I was alerted to this problem in a conversation with Carlos Morales Troncoso, vice president and foreign minister of the Dominican Republic, Haiti's neighbor on the island of Hispaniola. No other country has been more directly affected than the Dominican Republic by the flood of Haitian evacuees following the Jan. 12 earthquake that claimed the lives of more than 200,000 people in Haiti.
Morales Troncoso was in Miami, on his way back from an international conference in Montreal, where the United States, France and more than a dozen other major nations kicked off a 10-year plan for the reconstruction of Haiti. And the Dominican foreign minister was not impressed by what he heard at the meeting: There was too much talk about rebuilding government offices, schools and hospitals, and too little about planting trees, he told me.
"What's the point of rebuilding Port-au-Prince, or moving it south, if we don't reforest Haiti?" he said. "Where are they going to get their water from? Where are they going to farm? It makes no sense to rebuild a country that won't have trees."
Haiti has long been the poorest country in the hemisphere, to a large extent because of deforestation, he reminded me. Early in the 20th century, about 60 percent of Haiti's landscape was covered with forests. But since then, Haitians have cut down nearly 99 percent of the trees in the country to use them as firewood or charcoal for cooking.
As a result of not having trees, Haiti's soil has lost its ability to retain water, drastically reducing the water supply and crippling agriculture.
In addition, hurricanes and storms have caused devastating floods that kill thousands after water flowed unimpeded down the mountains.
When you fly over Haiti to the Dominican Republic, the difference in the two countries' landscape is striking. From the plane, you see desolate mountains filled with makeshift homes on the Haitian side, and the landscape turns green as you cross over to the Dominican Republic.
And Haiti's deforestation problem will worsen because the hundreds of thousands of Haitians fleeing Port-au-Prince to the countryside in search of food and shelter will cut the few remaining trees in the country, experts say.
What can be done? Foreign donors have tried almost everything to help Haiti turn greener, without much success.
In the 1980s, the U.S. Agency for International Development launched the Proje Pyebwa, which paid Haitians to plant 25 million trees.
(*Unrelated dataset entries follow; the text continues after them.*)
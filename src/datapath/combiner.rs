//! Combiner re-joining buffered bytes with their classification.
//!
//! Decisions arrive in frame order, one per frame. The combiner tags the
//! first chunk of each frame with the oldest pending decision and lets the
//! remaining chunks of that frame through untagged. A chunk that opens a
//! frame whose decision has not arrived yet is refused; the caller stalls.

use std::collections::VecDeque;

use super::DataBuffer;
use crate::protocol::{Chunk, Destination, OutputChunk};

/// Pairs frame chunks with queued decisions in strict FIFO order.
#[derive(Debug, Default)]
pub struct Combiner {
    decisions: VecDeque<Destination>,
    /// Inside a frame whose first chunk has been released.
    in_frame: bool,
}

impl Combiner {
    /// Create a combiner with no pending decisions.
    pub fn new() -> Self {
        Self::default()
    }

    /// Queue the decision for the next unreleased frame.
    pub fn push_decision(&mut self, destination: Destination) {
        self.decisions.push_back(destination);
    }

    /// Decisions waiting for their frame.
    #[inline]
    pub fn pending_decisions(&self) -> usize {
        self.decisions.len()
    }

    /// True while a frame is being released.
    #[inline]
    pub fn in_frame(&self) -> bool {
        self.in_frame
    }

    /// True when the next chunk in arrival order can be released.
    #[inline]
    pub fn can_release(&self) -> bool {
        self.in_frame || !self.decisions.is_empty()
    }

    /// Tag and release one chunk.
    ///
    /// Hands the chunk back if it opens a frame with no decision yet.
    pub fn combine(&mut self, chunk: Chunk) -> Result<OutputChunk, Chunk> {
        let destination = if self.in_frame {
            None
        } else {
            match self.decisions.pop_front() {
                Some(destination) => Some(destination),
                None => return Err(chunk),
            }
        };

        self.in_frame = !chunk.last;
        Ok(OutputChunk::new(chunk.data, chunk.last, destination))
    }

    /// Release the next chunk held by `buffer`, if its decision is ready.
    pub fn next(&mut self, buffer: &mut DataBuffer) -> Option<OutputChunk> {
        if !buffer.has_chunk() {
            return None;
        }
        let opens_frame = buffer.front_is_frame_start();
        if opens_frame && self.decisions.is_empty() {
            return None;
        }
        debug_assert_eq!(opens_frame, !self.in_frame);

        let chunk = buffer.pop_chunk()?;
        let destination = if opens_frame {
            self.decisions.pop_front()
        } else {
            None
        };
        self.in_frame = !chunk.last;
        Some(OutputChunk::new(chunk.data, chunk.last, destination))
    }

    /// Drop pending decisions and frame state.
    pub fn reset(&mut self) {
        self.decisions.clear();
        self.in_frame = false;
    }
}

#[cfg(test)]
mod tests {
    use super::*;
    use bytes::Bytes;

    fn chunk(data: &'static [u8], last: bool) -> Chunk {
        Chunk::new(Bytes::from_static(data), last)
    }

    #[test]
    fn test_stalls_without_decision() {
        let mut combiner = Combiner::new();
        let back = combiner.combine(chunk(b"abc", true)).unwrap_err();
        assert_eq!(&back.data[..], b"abc");
        assert!(!combiner.can_release());
    }

    #[test]
    fn test_tags_first_chunk_only() {
        let mut combiner = Combiner::new();
        combiner.push_decision(Destination::UdpOffload);

        let first = combiner.combine(chunk(b"a", false)).unwrap();
        assert_eq!(first.destination, Some(Destination::UdpOffload));
        assert!(combiner.in_frame());

        let middle = combiner.combine(chunk(b"b", false)).unwrap();
        assert_eq!(middle.destination, None);

        let last = combiner.combine(chunk(b"c", true)).unwrap();
        assert_eq!(last.destination, None);
        assert!(last.last);
        assert!(!combiner.in_frame());
        assert_eq!(combiner.pending_decisions(), 0);
    }

    #[test]
    fn test_decisions_consumed_in_order() {
        let mut combiner = Combiner::new();
        combiner.push_decision(Destination::Arp);
        combiner.push_decision(Destination::Trash);

        let a = combiner.combine(chunk(b"1", true)).unwrap();
        let b = combiner.combine(chunk(b"2", true)).unwrap();
        assert_eq!(a.destination, Some(Destination::Arp));
        assert_eq!(b.destination, Some(Destination::Trash));
        assert!(combiner.combine(chunk(b"3", true)).is_err());
    }

    #[test]
    fn test_next_drains_buffer() {
        let mut buffer = DataBuffer::new(64);
        let mut combiner = Combiner::new();

        buffer.push(chunk(b"ab", false)).unwrap();
        buffer.push(chunk(b"cd", true)).unwrap();
        assert!(combiner.next(&mut buffer).is_none(), "no decision yet");
        assert_eq!(buffer.len(), 4);

        combiner.push_decision(Destination::Raw);
        let first = combiner.next(&mut buffer).unwrap();
        let second = combiner.next(&mut buffer).unwrap();
        assert_eq!(first.destination, Some(Destination::Raw));
        assert_eq!(&second.data[..], b"cd");
        assert!(combiner.next(&mut buffer).is_none());
        assert!(buffer.is_empty());
    }

    #[test]
    fn test_next_streams_open_frame() {
        let mut buffer = DataBuffer::new(64);
        let mut combiner = Combiner::new();
        combiner.push_decision(Destination::External);

        buffer.push(chunk(b"head", false)).unwrap();
        assert!(combiner.next(&mut buffer).is_some());
        assert!(combiner.next(&mut buffer).is_none(), "waiting for more input");

        buffer.push(chunk(b"tail", true)).unwrap();
        let tail = combiner.next(&mut buffer).unwrap();
        assert_eq!(tail.destination, None);
        assert!(tail.last);
    }
}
But amid political chaos, lack of government protection and Haiti's steady population growth, people kept cutting trees at a much faster rate than they were planting them.
Experts have come up with sociological, political and historic explanations for why much of Haiti looks like a desert and the Dominican Republic is much greener.
But Morales Troncoso told me that the explanation is much simpler: Dominican Republic governments started subsidizing natural-gas cooking stoves to peasants nearly 50 years ago, so that they would not use wood or charcoal for cooking.
"The first measure of (late president Joaquin) Balaguer in 1966 was to shut down all sawmills, and to start subsidizing natural-gas stoves to the poor," he said. "Haiti needs a massive plan to give natural-gas stoves to the poor, hand-in-hand with a...reforestation program."
My opinion: At a personal level, it would be nice if all of us could donate one tree for Haiti.
At the international level, it would be great if the big donor countries that will meet in March at the U.N. headquarters in New York to formally launch their 10-year plan to rebuild Haiti could resist the temptation to put all their energies on the reconstruction of buildings.
That would be a largely cosmetic solution if it doesn't go hand-in-hand with other measures to make the country environmentally viable. Haiti needs trees — and natural-gas or solar ovens — as much as bricks.